WHAT NEEDS TO BE DONE » Please reproduce exactly the line that contains "response carried an" and every line after it through the end of the records below, adding nothing else.

EXERCISE INPUTS »
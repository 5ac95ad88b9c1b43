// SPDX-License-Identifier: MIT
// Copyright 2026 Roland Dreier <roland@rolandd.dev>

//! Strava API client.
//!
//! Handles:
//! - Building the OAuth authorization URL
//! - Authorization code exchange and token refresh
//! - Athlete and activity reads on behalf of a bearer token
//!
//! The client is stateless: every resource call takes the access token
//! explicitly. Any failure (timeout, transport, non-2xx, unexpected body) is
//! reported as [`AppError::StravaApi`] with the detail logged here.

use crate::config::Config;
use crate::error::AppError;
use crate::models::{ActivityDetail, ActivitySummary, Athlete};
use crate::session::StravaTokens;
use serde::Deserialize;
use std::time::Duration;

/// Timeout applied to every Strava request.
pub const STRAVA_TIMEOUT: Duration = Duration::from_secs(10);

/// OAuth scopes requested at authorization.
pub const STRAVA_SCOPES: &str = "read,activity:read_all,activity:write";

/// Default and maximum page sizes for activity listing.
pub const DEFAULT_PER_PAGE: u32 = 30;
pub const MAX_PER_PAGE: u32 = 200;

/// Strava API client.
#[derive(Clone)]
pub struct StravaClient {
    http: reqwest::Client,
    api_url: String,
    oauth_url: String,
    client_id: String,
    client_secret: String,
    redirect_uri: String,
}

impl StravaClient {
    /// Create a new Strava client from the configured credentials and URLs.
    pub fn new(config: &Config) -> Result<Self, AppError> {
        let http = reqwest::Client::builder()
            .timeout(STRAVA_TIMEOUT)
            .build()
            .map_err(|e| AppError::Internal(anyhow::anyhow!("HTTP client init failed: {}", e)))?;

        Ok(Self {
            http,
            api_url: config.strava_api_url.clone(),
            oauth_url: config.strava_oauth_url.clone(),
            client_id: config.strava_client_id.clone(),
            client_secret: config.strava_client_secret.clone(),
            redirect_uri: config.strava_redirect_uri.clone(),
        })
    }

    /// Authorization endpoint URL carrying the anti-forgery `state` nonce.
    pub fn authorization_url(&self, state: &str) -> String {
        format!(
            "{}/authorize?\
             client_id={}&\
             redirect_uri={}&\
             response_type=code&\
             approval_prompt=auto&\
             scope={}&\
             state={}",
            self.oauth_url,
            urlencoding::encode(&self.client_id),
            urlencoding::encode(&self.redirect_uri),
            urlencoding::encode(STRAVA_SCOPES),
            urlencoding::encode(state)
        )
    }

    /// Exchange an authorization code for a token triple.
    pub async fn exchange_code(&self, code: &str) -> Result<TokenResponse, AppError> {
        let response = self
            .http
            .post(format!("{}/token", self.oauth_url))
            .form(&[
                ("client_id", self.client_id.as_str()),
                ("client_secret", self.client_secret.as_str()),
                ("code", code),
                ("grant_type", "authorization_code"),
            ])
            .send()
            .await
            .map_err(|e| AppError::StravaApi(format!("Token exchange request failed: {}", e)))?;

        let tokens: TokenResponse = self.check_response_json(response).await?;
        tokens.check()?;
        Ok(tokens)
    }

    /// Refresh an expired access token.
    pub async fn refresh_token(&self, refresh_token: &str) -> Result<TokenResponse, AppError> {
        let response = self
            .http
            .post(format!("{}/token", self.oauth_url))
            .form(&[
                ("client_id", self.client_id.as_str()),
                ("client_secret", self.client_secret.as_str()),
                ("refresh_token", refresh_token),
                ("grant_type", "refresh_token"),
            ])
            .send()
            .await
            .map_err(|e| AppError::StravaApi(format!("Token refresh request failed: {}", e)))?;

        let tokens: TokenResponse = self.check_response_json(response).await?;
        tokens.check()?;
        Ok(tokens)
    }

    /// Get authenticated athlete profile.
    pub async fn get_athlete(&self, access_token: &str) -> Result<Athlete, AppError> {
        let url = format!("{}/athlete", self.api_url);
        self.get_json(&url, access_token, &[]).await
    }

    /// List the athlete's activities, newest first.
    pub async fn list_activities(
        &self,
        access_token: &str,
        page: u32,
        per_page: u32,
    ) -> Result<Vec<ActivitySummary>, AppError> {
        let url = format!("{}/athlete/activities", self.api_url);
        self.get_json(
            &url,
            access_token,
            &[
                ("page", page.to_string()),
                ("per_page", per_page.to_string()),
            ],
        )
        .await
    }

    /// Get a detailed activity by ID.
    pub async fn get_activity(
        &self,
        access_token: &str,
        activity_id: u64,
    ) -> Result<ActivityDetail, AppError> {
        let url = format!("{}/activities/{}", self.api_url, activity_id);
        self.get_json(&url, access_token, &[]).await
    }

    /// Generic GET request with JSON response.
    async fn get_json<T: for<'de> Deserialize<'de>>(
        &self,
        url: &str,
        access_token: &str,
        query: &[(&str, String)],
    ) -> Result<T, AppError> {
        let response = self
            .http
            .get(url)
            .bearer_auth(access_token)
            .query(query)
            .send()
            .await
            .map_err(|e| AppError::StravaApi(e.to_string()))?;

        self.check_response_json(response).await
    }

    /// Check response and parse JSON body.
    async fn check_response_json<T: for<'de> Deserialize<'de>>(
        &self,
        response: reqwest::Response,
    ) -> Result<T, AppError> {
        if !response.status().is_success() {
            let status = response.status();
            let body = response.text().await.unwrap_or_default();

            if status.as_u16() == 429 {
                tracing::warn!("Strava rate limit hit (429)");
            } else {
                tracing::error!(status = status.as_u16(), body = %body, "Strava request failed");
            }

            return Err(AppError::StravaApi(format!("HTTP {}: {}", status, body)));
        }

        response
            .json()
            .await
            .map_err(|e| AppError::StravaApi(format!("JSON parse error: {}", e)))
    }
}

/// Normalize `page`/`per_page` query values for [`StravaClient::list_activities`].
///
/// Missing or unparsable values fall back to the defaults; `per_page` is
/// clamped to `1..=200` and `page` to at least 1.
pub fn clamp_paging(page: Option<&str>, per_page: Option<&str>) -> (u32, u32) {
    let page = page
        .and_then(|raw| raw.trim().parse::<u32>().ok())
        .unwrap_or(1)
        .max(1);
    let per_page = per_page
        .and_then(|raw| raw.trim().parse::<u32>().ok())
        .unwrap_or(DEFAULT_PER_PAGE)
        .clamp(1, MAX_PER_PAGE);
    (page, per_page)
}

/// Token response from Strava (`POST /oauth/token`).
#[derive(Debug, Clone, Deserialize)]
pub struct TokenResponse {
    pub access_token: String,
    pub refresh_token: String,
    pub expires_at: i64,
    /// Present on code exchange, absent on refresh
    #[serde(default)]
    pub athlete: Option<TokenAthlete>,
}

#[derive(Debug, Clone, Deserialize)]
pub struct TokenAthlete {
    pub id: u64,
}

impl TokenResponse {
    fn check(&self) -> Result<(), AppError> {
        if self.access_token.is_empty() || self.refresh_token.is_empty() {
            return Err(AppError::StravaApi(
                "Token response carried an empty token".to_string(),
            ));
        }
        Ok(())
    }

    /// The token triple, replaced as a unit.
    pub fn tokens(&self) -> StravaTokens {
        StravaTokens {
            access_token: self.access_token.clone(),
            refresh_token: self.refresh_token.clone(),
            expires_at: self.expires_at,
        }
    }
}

SOLUTION TO THIS TASK »
                "Token response carried an empty token".to_string(),
            ));
        }
        Ok(())
    }

    /// The token triple, replaced as a unit.
    pub fn tokens(&self) -> StravaTokens {
        StravaTokens {
            access_token: self.access_token.clone(),
            refresh_token: self.refresh_token.clone(),
            expires_at: self.expires_at,
        }
    }
}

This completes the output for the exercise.